Dieses Mal, dachten alle, hat es den alten Fuchs doch erwischt. Als sich vor einem Monat die polnische Regierungskoalition in ihre Bestandteile auflöste, schien die Zeit des kühlen Taktikers Jarosław Kaczyński vorbei. Der Mann, der binnen eines Jahres aus einer tolerierten Minderheitsregierung ein Bündnis dreier Rechtsparteien geschmiedet hatte, stand vor einem Scherbenhaufen, der sich kaum noch kitten ließ. Er war ein Premier ohne Mehrheit, die Umfragewerte seiner Partei im Keller, die Opposition forderte Neuwahlen, Menschen gingen auf die Straße .

Seit gestern Abend hat derselbe Mann seine alte Macht zurück, sein Vizepremier und Agrarminister ist wieder Andrzej Lepper – der Lepper, der im September als "politischer Hooligan" aus dem Kabinett flog und damit die gesamte Regierung in die Krise stürzte. Die alte Koalition wird wohl, mit einigen Abgeordneten weniger, in fast gleicher Konstellation wie vor einem Monat wieder zusammenkommen. Vorgezogene Wahlen sind fürs Erste vom Tisch, Kaczyński hat mal wieder gewonnen. Hat er wirklich?

Noch ist Lepper nicht wieder vereidigt. Und selbst wenn alle Formalien erledigt sind, ist es gut möglich, dass die Freude über die neue Einigkeit nicht lange währt. Das Grundproblem ist nämlich alles andere als gelöst. Die Partei von Jarosław Kaczyński, Recht und Gerechtigkeit , hat keine Mehrheit für eine eigene Regierung und ist auf die rechte Liga Polnischer Familien und die Samoobrona (Selbstverteidigung) von Andrzej Lepper angewiesen. Will er die Legislaturperiode bis 2009 überstehen, muss der Regierungschef versuchen, alle drei Parteien in einem Rechtsblock zu bündeln. Das geht aber nur auf Kosten der beiden kleineren Koalitionspartner.

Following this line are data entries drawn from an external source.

//! [`HttpIdentityProvider`]: a hosted identity service reached over its
//! backend REST API.
//!
//! Endpoints used, relative to `base_url`:
//!
//! | Operation       | Request                          |
//! |-----------------|----------------------------------|
//! | find by email   | `GET /users?email_address=<e>`   |
//! | create account  | `POST /users`                    |
//! | delete account  | `DELETE /users/<id>`             |
//!
//! Every request carries `Authorization: Bearer <secret_key>`.

use std::time::Duration;

use reqwest::{Client, Response, StatusCode};
use serde::{Deserialize, Serialize};

use univera_core::{
  identity::IdentityProvider,
  person::{IdentityRecord, NewIdentity},
  role::AccountRole,
};

use crate::{Error, Result};

/// Connection settings for the identity service.
#[derive(Debug, Clone, Deserialize)]
pub struct HttpIdentityConfig {
  pub base_url:   String,
  pub secret_key: String,
}

/// Cheap to clone: the inner [`reqwest::Client`] is `Arc`-based.
#[derive(Clone)]
pub struct HttpIdentityProvider {
  client: Client,
  config: HttpIdentityConfig,
}

// ─── Wire types ──────────────────────────────────────────────────────────────

#[derive(Debug, Deserialize)]
struct RemoteUser {
  id:              String,
  #[serde(default)]
  first_name:      Option<String>,
  #[serde(default)]
  last_name:       Option<String>,
  #[serde(default)]
  email_addresses: Vec<RemoteEmail>,
  #[serde(default)]
  public_metadata: RemoteMetadata,
}

#[derive(Debug, Deserialize)]
struct RemoteEmail {
  email_address: String,
}

#[derive(Debug, Default, Serialize, Deserialize)]
struct RemoteMetadata {
  #[serde(default, skip_serializing_if = "Option::is_none")]
  role: Option<String>,
}

#[derive(Debug, Serialize)]
struct CreateUser<'a> {
  first_name:      &'a str,
  email_address:   [&'a str; 1],
  password:        &'a str,
  public_metadata: RemoteMetadata,
}

impl RemoteUser {
  fn into_record(self, fallback_email: &str) -> IdentityRecord {
    let name = [self.first_name, self.last_name]
      .into_iter()
      .flatten()
      .filter(|part| !part.is_empty())
      .collect::<Vec<_>>()
      .join(" ");
    let email = self
      .email_addresses
      .into_iter()
      .next()
      .map(|e| e.email_address)
      .unwrap_or_else(|| fallback_email.to_owned());
    IdentityRecord {
      external_id: self.id,
      name,
      email,
      role: self
        .public_metadata
        .role
        .and_then(|r| r.parse::<AccountRole>().ok()),
    }
  }
}

// ─── Client ──────────────────────────────────────────────────────────────────

impl HttpIdentityProvider {
  pub fn new(config: HttpIdentityConfig) -> Result<Self> {
    let client = Client::builder().timeout(Duration::from_secs(30)).build()?;
    Ok(Self { client, config })
  }

  fn url(&self, path: &str) -> String {
    format!("{}{}", self.config.base_url.trim_end_matches('/'), path)
  }

  fn auth(&self, req: reqwest::RequestBuilder) -> reqwest::RequestBuilder {
    req.bearer_auth(&self.config.secret_key)
  }
}

/// Turn a non-success response into [`Error::Status`].
async fn check(method: &'static str, path: String, resp: Response) -> Result<Response> {
  if resp.status().is_success() {
    return Ok(resp);
  }
  let status = resp.status().as_u16();
  let body = resp.text().await.unwrap_or_default();
  Err(Error::Status { method, path, status, body })
}

impl IdentityProvider for HttpIdentityProvider {
  type Error = Error;

  async fn find_by_email(&self, email: &str) -> Result<Option<IdentityRecord>> {
    let resp = self
      .auth(self.client.get(self.url("/users")))
      .query(&[("email_address", email)])
      .send()
      .await?;
    let users: Vec<RemoteUser> = check("GET", "/users".into(), resp).await?.json().await?;
    Ok(users.into_iter().next().map(|u| u.into_record(email)))
  }

  async fn create_account(&self, account: NewIdentity) -> Result<Option<IdentityRecord>> {
    let body = CreateUser {
      first_name:      &account.name,
      email_address:   [&account.email],
      password:        &account.password,
      public_metadata: RemoteMetadata { role: Some(account.role.to_string()) },
    };
    let resp = self
      .auth(self.client.post(self.url("/users")))
      .json(&body)
      .send()
      .await?;
    let user: Option<RemoteUser> = check("POST", "/users".into(), resp).await?.json().await?;
    let record = user.map(|u| u.into_record(&account.email));
    if let Some(record) = &record {
      tracing::debug!(external_id = %record.external_id, "created remote identity");
    }
    Ok(record)
  }

  async fn delete_account(&self, external_id: &str) -> Result<bool> {
    let path = format!("/users/{external_id}");
    let resp = self
      .auth(self.client.delete(self.url(&path)))
      .send()
      .await?;
    if resp.status() == StatusCode::NOT_FOUND {
      return Ok(false);
    }
    check("DELETE", path, resp).await?;
    Ok(true)
  }
}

Paradoxerweise sind es die vielen Gemeinsamkeiten der drei Parteien, die das gemeinsame Regieren schwer gemacht haben: Sie alle wollen einen starken Staat, wenden sich gegen weitere liberale Wirtschaftsreformen und stehen der EU kritisch gegenüber – auch wenn kaum jemand ernsthaft leugnet, dass Polen von den Subventionen der Union profitiert. Wo viel Konsens ist, bleibt wenig Raum für politisches Profil. Die zahlenmäßig überlegene und besser vernetzte Recht und Gerechtigkeit dominierte schnell das Geschehen in der Koalition.

Doch Zurückstecken ist nicht die Stärke von Andrzej Lepper. Der begann seine politische Karriere auf dem Land. Als Anführer der Bauernproteste gegen die EU hat er sich mit Populismus profiliert, ließ Straßen blockieren und missliebige Beamte mit Schubkarren auf den Misthaufen befördern. Nun musste Lepper Nadelstreifenanzüge tragen, die an dem ehemaligen Boxer stets aussehen, als wären sie ihm zu eng.

Um in der Regierung Kaczyński nicht zu verblassen, blieb Lepper nichts anderes übrig als querzutreiben. Er konzentrierte seinen Widerstand auf den Haushaltsentwurf für 2007, forderte höhere Sozialausgaben und polterte gegen die polnischen Truppen im Irak und Afghanistan. Bis es dem Regierungschef zu bunt wurde. Anfang September bat Jarosław Kaczyński seinen Bruder Lech, den Staatspräsidenten, Lepper zu entlassen. Strategiewechsel.